Les illusions perdues de la démocratie
« Je voudrais adresser le message suivant aux Européens et aux Occidentaux. J’admirais beaucoup votre sens de la démocratie et votre respect des droits de l’homme.
Quelle ne fut pas alors ma surprise lorsque j’ai vu votre réaction face aux exactions commises au Nigéria : des villages entiers brûlés, des gens littéralement calcinés, et aucune réaction. Des villages entiers en Irak, les Yésidis, des Chrétiens, sont détruits. Des personnes se font égorger comme nos martyrs en Libye et en Ethiopie et aucune réaction, rien… et quand survient l’incident du journal français alors ce sont tout à coup des millions d’Européens, leurs chefs d’Etat à leur tête, qui condamnent et s’indignent comme si le sang français était important, il l’est, et que celui des autres peuples ne l’était pas.
Je suis désolé, vous n’avez plus aucune once de crédibilité. Ne vous avisez plus de me parler de démocratie et de donner des leçons sur les droits de l’homme. »[1]
Ce message, adressé par un évêque copte égyptien à la communauté occidentale résume à lui seul, et magnifiquement bien, l’illusion démocratique dans laquelle nous vivons.
Selon la définition du dictionnaire Larousse la démocratie est un régime politique dans lequel le peuple exerce sa souveraineté lui-même, démocratie directe, ou par l’intermédiaire de représentants interposés, démocratie représentative. Dans la plupart des pays occidentaux il s’agit d’une démocratie représentative qui ne représente plus rien d’autre que les stratégies financières écrasant le monde écologique, social et bien sûr humain.

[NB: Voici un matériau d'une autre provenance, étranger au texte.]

//! Error Handling.
//!
//! This is a private module. Its public content is being re-exported by the
//! parent module.

use std::{fmt, ops};
use thiserror::Error;
use crate::tag::Tag;


//------------ DecodeError ---------------------------------------------------

/// An error happened while decoding a message.
///
/// Any of these errors is fatal for the message being decoded. The decoder
/// that produced it will not continue and the session it belongs to should
/// be closed.
///
/// Every variant carries the position in the stream where the problem was
/// detected. Where a grammar was involved, the name of the grammar and the
/// state it was in are included, too.
#[derive(Clone, Debug, Eq, Error, PartialEq)]
pub enum DecodeError {
    /// The length octets are invalid or announce an excessive length.
    #[error("malformed length at offset {pos}: {reason}")]
    MalformedLength {
        pos: Pos,
        reason: &'static str,
    },

    /// The encoding is correct but uses a form we don’t support.
    ///
    /// This covers the high-tag-number form and indefinite lengths.
    #[error("unsupported encoding at offset {pos}: {reason}")]
    UnsupportedEncoding {
        pos: Pos,
        reason: &'static str,
    },

    /// The grammar has no transition for the tag in the current state.
    #[error("unexpected {tag} in {grammar} state {state} at offset {pos}")]
    UnexpectedTag {
        grammar: &'static str,
        state: &'static str,
        tag: Tag,
        pos: Pos,
    },

    /// A mandatory value was encoded with zero length.
    #[error("empty {tag} in {grammar} state {state} at offset {pos}")]
    ZeroLengthField {
        grammar: &'static str,
        state: &'static str,
        tag: Tag,
        pos: Pos,
    },

    /// The content of a primitive value could not be decoded.
    #[error(
        "invalid {tag} in {grammar} state {state} at offset {pos}: {error}"
    )]
    InvalidValue {
        grammar: &'static str,
        state: &'static str,
        tag: Tag,
        pos: Pos,
        error: FieldError,
    },

    /// A value doesn’t fit into the value it is part of.
    ///
    /// `remaining` is what was left of the enclosing value and `needed` is
    /// the total size of the value that was announced.
    #[error(
        "value at offset {pos} needs {needed} octets \
         but only {remaining} remain in enclosing value"
    )]
    NestedLengthMismatch {
        pos: Pos,
        remaining: usize,
        needed: usize,
    },

    /// A structure ended before all its mandatory fields were present.
    #[error("{grammar} ended in state {state} at offset {pos}")]
    IncompleteValue {
        grammar: &'static str,
        state: &'static str,
        pos: Pos,
    },

    /// The stream ended in the middle of a message.
    #[error("stream ended at offset {pos} inside a message")]
    TruncatedInput {
        pos: Pos,
    },
}

impl DecodeError {
    /// Returns the stream position the error was detected at.
    pub fn pos(&self) -> Pos {
        match *self {
            DecodeError::MalformedLength { pos, .. } => pos,
            DecodeError::UnsupportedEncoding { pos, .. } => pos,
            DecodeError::UnexpectedTag { pos, .. } => pos,
            DecodeError::ZeroLengthField { pos, .. } => pos,
            DecodeError::InvalidValue { pos, .. } => pos,
            DecodeError::NestedLengthMismatch { pos, .. } => pos,
            DecodeError::IncompleteValue { pos, .. } => pos,
            DecodeError::TruncatedInput { pos } => pos,
        }
    }

    /// Converts an error produced by an action.
    pub(crate) fn field(
        error: FieldError,
        grammar: &'static str,
        state: &'static str,
        tag: Tag,
        pos: Pos,
    ) -> Self {
        match error {
            FieldError::Empty => {
                DecodeError::ZeroLengthField { grammar, state, tag, pos }
            }
            error => {
                DecodeError::InvalidValue { grammar, state, tag, pos, error }
            }
        }
    }
}


//------------ FieldError ----------------------------------------------------

/// An action failed to process a value.
///
/// Actions only see the content octets of a value, so this error carries
/// no context. The decoder adds it when converting into a [`DecodeError`].
#[derive(Clone, Copy, Debug, Eq, Error, PartialEq)]
pub enum FieldError {
    /// The value is empty but mustn’t be.
    #[error("empty value")]
    Empty,

    /// An INTEGER or ENUMERATED is empty or not minimally encoded.
    #[error("invalid integer encoding")]
    InvalidInteger,

    /// An integer doesn’t fit into the type of the field.
    #[error("integer out of range")]
    IntegerRange,

    /// A BOOLEAN doesn’t consist of exactly one octet.
    #[error("invalid boolean")]
    InvalidBoolean,

    /// A NULL has content.
    #[error("NULL with content")]
    InvalidNull,

    /// A BIT STRING is malformed.
    #[error("invalid bit string")]
    InvalidBitString,

    /// A character string contains illegal characters.
    #[error("invalid {0}")]
    InvalidString(&'static str),

    /// A GeneralizedTime is malformed.
    #[error("invalid time")]
    InvalidTime,

    /// The value is well-formed but not allowed here.
    #[error("{0}")]
    Unexpected(&'static str),
}


//------------ Pos -----------------------------------------------------------

/// The logical position within a stream.
///
/// This is the number of octets fed into a decoder before the position.
/// Values of this type are only used for diagnostics which is why we use
/// a newtype.
#[derive(Clone, Copy, Debug, Default, Eq, Hash, Ord, PartialEq, PartialOrd)]
pub struct Pos(usize);

impl Pos {
    /// Returns the position as a `usize`.
    pub fn to_usize(self) -> usize {
        self.0
    }
}

impl From<usize> for Pos {
    fn from(pos: usize) -> Pos {
        Pos(pos)
    }
}

impl ops::Add<usize> for Pos {
    type Output = Self;

    fn add(self, rhs: usize) -> Self {
        Pos(self.0 + rhs)
    }
}

impl fmt::Display for Pos {
    fn fmt(&self, f: &mut fmt::Formatter) -> fmt::Result {
        self.0.fmt(f)
    }
}


//============ Tests =========================================================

Cet évêque copte le dit, il croyait en nos démocraties et quelle honte n’est-ce pas d’entendre qu’elles n’ont à ses yeux plus aucune crédibilité. Quelle honte d’entendre le récit de tous ces massacres parce que nous sommes les otages de nos représentants et que nous devons entendre ces malheurs sans pouvoir broncher, sans pouvoir élever nos voix et dire que nous ne sommes pas coupables de ces exactions.
Nous avons élus des représentants qui nous ont trahis d’abord par le récit d’informations erronées, et puis par le travail d’un personnel chargé d’infiltrer des idées dans la tête d’une foule qui n’a à présent plus aucun esprit critique. C’est un rapt éducatif et culturel. C’est un assassinat intellectuel et qui veut élever sa voix est mis très rapidement hors d’état de nuire, je sais ce dont je parle, l’éducation nationale dont je faisais partie m’a sommée de rentrer dans le moule ou bien de dégager, j’ai dégagé ; quant à mon écriture, elle est enterrée vivante depuis bien longtemps par ce même système qui refuse d’entendre la vérité.
Autre manigance, autre dictature, le 49-3, pour la quatrième fois notre premier ministre va y recourir. C’est un affront supplémentaire, un point final à la démocratie. Et ce malgré des millions de voix élevées contre une loi du travail honteuse qui réduit le travailleur à un simple objet manipulé par un patron toujours plus soutenu. Et nous sommes dans un état socialiste ! enfin soit-disant… et la pauvre El Khomeri, qui n’y connaît finalement pas grand chose, doit prêter son nom à cette loi du non sens. Que ne faut-il pas accepter pour être ministre ??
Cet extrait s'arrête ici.